Verpooten G F, Nuyts G D, Hoylaerts M F, Nouwen E J, Vassanyiova Z, Dlhopolcek P, De Broe M E
Department of Nephrology-Hypertension, University of Antwerp, Belgium.
Clin Chem. 1992 May;38(5):642-7.
Urinary intestinal alkaline phosphatase (EC 3.1.3.1; IAP) is a marker of the S3 segment of the human kidney proximal tubule. An accurate enzyme-antigen immunoassay (EAIA) with a high-affinity specific monoclonal antibody (IAP250) developed for this marker has a detection limit below the lowest IAP activity found in urine samples of normal subjects. The intra- and interassay CVs were less than 5%. Mean analytical recovery of pure IAP added to urine was 102% (SD 6%), and the EAIA results correlated well with immunoreactivity (measured by a sandwich ELISA), suggesting that the EAIA detected all of the IAP in urine. In healthy individuals (ages 20-80 years) the IAP concentrations, expressed as urinary creatinine ratios, ranged from 0.1 to 2.0 U/g (5-95 percentiles) without major differences related to sex and age. Workers exposed to mercury, which affects the S3 segment, showed an increased IAP elimination; abusers of analgesics, which affect more distal parts of the nephron, did not. As opposed to currently measured markers, the EAIA offers easy, accurate, and precise measurement of early alterations in the S3 segment.

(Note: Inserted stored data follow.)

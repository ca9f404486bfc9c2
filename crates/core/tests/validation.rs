use actionlog_core::model::{ActionDraft, ValidationError};
use serde_json::json;

fn draft(value: serde_json::Value) -> ActionDraft {
    ActionDraft(value)
}

#[test]
fn accepts_complete_action() {
    let rec = draft(json!({
        "taskId": "t1",
        "userId": "u1",
        "timestamp": 1_700_000_000_000_i64,
        "type": "run",
        "codeState": "print('hi')",
    }))
    .validate()
    .unwrap();

    assert_eq!(rec.task_id, "t1");
    assert_eq!(rec.kind, "run");
    assert_eq!(rec.log_id, 0, "log id is assigned at write time");
    assert_eq!(rec.code_state, Some(json!("print('hi')")));
}

#[test]
fn ignores_producer_supplied_log_id() {
    let rec = draft(json!({
        "taskId": "t1", "userId": "u1", "timestamp": 5, "type": "edit", "logId": 999,
    }))
    .validate()
    .unwrap();
    assert_eq!(rec.log_id, 0);
}

#[test]
fn null_code_state_is_absent() {
    let rec = draft(json!({
        "taskId": "t1", "userId": "u1", "timestamp": 5, "type": "edit", "codeState": null,
    }))
    .validate()
    .unwrap();
    assert_eq!(rec.code_state, None);
}

#[test]
fn rejects_non_objects() {
    assert_eq!(
        draft(json!("edit")).validate(),
        Err(ValidationError::NotAnObject)
    );
}

#[test]
fn names_the_missing_field() {
    let cases = vec![
        (json!({"userId": "u", "timestamp": 1, "type": "edit"}), "taskId"),
        (json!({"taskId": "t", "timestamp": 1, "type": "edit"}), "userId"),
        (json!({"taskId": "t", "userId": "u", "type": "edit"}), "timestamp"),
        (json!({"taskId": "t", "userId": "u", "timestamp": 1}), "type"),
    ];

    for (value, field) in cases {
        let err = draft(value).validate().unwrap_err();
        assert_eq!(err, ValidationError::Missing(field), "field {field}");
        assert!(err.to_string().contains(field));
    }
}

#[test]
fn rejects_wrong_types() {
    let err = draft(json!({"taskId": 7, "userId": "u", "timestamp": 1, "type": "edit"}))
        .validate()
        .unwrap_err();
    assert!(matches!(err, ValidationError::WrongType { field: "taskId", .. }));

    let err = draft(json!({"taskId": "t", "userId": "u", "timestamp": "yesterday", "type": "edit"}))
        .validate()
        .unwrap_err();
    assert!(matches!(err, ValidationError::WrongType { field: "timestamp", .. }));

    let err = draft(json!({"taskId": "t", "userId": "u", "timestamp": -1, "type": "edit"}))
        .validate()
        .unwrap_err();
    assert!(matches!(err, ValidationError::WrongType { field: "timestamp", .. }));
}

#[test]
fn rejects_blank_strings() {
    let err = draft(json!({"taskId": "  ", "userId": "u", "timestamp": 1, "type": "edit"}))
        .validate()
        .unwrap_err();
    assert_eq!(err, ValidationError::Empty("taskId"));
}

#[test]
fn exposes_task_id_and_kind_before_validation() {
    let d = draft(json!({"taskId": "t9", "type": "submit"}));
    assert_eq!(d.task_id(), Some("t9"));
    assert_eq!(d.kind(), Some("submit"));
    assert_eq!(draft(json!([])).task_id(), None);
}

尿肠碱性磷酸酶(EC 3.1.3.1;IAP)是人类肾近端小管S3段的标志物。针对该标志物开发的一种采用高亲和力特异性单克隆抗体(IAP250)的精确酶抗原免疫测定法(EAIA),其检测限低于正常受试者尿液样本中发现的最低IAP活性。批内和批间变异系数均小于5%。添加到尿液中的纯IAP的平均分析回收率为102%(标准差6%),且EAIA结果与免疫反应性(通过夹心ELISA测量)相关性良好,这表明EAIA检测到了尿液中的所有IAP。在健康个体(20 - 80岁)中,以尿肌酐比值表示的IAP浓度范围为0.1至2.0 U/g(第5至95百分位数),与性别和年龄无重大差异。接触影响S3段的汞的工人,其IAP清除增加;而滥用影响肾单位更远端部分的镇痛药的人则没有这种情况。与目前所测标志物不同,EAIA能够简便、准确且精确地测量S3段的早期改变。